[Requirement]: The first line of the data below and every line after it, through the one with "use crate::raster::Rasterizer;", must be transcribed without change.
== == ==
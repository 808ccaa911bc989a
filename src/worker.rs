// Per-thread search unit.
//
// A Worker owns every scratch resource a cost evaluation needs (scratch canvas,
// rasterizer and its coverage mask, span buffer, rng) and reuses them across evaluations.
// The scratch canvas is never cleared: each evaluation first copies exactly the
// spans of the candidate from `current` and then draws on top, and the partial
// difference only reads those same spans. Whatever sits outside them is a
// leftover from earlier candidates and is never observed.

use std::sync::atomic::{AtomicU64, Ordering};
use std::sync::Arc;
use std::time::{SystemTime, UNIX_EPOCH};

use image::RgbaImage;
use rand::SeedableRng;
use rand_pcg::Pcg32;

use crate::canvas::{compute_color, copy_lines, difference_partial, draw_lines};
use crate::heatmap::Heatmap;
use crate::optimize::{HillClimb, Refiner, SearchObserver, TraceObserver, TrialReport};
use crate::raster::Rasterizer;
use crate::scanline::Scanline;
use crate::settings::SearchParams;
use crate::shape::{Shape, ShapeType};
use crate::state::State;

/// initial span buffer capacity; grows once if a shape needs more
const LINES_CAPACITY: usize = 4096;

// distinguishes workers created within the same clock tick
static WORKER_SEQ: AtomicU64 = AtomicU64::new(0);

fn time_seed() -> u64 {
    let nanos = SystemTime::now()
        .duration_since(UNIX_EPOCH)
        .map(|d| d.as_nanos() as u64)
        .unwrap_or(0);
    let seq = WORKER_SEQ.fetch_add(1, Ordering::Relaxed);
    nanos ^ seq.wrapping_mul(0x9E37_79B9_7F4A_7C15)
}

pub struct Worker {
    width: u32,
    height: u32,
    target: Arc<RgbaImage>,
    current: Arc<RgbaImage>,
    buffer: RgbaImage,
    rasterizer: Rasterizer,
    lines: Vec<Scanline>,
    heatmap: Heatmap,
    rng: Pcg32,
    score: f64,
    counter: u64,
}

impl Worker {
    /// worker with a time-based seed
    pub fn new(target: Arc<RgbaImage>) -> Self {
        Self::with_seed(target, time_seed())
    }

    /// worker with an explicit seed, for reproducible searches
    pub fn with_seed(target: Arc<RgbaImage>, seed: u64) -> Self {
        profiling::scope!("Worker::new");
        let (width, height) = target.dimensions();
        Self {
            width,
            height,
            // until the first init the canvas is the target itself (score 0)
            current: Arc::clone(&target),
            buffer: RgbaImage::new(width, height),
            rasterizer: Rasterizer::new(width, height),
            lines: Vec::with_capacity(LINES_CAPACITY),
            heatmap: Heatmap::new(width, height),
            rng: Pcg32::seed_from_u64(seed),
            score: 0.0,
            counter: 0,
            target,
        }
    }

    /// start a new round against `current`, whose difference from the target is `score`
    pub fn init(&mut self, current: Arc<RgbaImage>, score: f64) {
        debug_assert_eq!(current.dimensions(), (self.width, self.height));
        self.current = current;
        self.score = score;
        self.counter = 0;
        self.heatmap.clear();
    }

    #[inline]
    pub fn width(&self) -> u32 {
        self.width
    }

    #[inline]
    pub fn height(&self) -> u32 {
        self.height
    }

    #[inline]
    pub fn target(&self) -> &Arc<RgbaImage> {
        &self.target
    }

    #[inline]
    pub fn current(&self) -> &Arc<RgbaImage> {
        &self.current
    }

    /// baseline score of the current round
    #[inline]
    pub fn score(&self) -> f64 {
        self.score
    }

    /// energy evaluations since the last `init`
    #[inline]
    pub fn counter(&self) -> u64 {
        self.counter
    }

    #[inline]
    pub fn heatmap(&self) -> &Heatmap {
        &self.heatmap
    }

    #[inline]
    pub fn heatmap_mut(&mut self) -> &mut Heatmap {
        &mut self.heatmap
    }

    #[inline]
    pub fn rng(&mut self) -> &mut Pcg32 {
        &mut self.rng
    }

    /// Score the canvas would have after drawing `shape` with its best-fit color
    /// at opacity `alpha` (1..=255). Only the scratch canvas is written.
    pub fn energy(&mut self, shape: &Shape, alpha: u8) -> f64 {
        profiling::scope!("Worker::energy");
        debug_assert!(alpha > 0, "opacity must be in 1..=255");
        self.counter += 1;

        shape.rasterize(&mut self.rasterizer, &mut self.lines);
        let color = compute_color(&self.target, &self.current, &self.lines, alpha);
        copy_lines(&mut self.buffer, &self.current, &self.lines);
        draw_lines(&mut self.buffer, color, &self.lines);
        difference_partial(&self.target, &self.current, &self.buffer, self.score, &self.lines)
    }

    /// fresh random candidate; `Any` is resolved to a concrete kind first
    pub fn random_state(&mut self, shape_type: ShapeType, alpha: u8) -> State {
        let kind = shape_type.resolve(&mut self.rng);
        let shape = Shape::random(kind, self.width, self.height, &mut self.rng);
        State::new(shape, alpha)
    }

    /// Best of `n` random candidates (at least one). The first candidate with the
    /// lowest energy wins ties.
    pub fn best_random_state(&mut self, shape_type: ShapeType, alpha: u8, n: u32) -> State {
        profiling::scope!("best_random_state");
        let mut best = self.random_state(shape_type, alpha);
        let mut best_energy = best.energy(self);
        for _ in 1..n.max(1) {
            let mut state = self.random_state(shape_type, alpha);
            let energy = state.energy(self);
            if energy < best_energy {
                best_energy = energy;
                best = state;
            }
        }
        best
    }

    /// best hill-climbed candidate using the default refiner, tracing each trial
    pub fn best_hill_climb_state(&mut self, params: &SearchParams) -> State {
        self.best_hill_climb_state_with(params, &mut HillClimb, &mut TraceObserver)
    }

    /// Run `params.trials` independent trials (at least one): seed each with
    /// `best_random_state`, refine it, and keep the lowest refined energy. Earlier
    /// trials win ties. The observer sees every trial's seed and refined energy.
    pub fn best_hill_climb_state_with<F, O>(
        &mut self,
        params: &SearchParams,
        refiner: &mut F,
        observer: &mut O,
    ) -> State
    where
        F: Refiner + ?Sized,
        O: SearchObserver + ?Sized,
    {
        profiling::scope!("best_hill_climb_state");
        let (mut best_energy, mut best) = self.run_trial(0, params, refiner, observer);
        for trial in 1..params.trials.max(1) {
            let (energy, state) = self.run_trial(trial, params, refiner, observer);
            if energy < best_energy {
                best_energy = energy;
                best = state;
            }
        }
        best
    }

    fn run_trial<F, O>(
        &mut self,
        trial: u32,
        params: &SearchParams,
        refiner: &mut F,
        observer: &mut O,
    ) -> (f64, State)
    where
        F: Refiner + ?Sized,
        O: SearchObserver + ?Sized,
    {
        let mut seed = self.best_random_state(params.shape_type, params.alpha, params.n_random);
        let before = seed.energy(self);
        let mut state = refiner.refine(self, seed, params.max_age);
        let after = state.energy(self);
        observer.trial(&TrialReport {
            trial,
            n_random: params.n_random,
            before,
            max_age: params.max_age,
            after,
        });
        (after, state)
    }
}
== == ==
[Task solution]:
repository 808ccaa911bc989a
filename src/worker.rs
// Per-thread search unit.
//
// A Worker owns every scratch resource a cost evaluation needs (scratch canvas,
// rasterizer and its coverage mask, span buffer, rng) and reuses them across evaluations.
// The scratch canvas is never cleared: each evaluation first copies exactly the
// spans of the candidate from `current` and then draws on top, and the partial
// difference only reads those same spans. Whatever sits outside them is a
// leftover from earlier candidates and is never observed.

use std::sync::atomic::{AtomicU64, Ordering};
use std::sync::Arc;
use std::time::{SystemTime, UNIX_EPOCH};

use image::RgbaImage;
use rand::SeedableRng;
use rand_pcg::Pcg32;

use crate::canvas::{compute_color, copy_lines, difference_partial, draw_lines};
use crate::heatmap::Heatmap;
use crate::optimize::{HillClimb, Refiner, SearchObserver, TraceObserver, TrialReport};
use crate::raster::Rasterizer;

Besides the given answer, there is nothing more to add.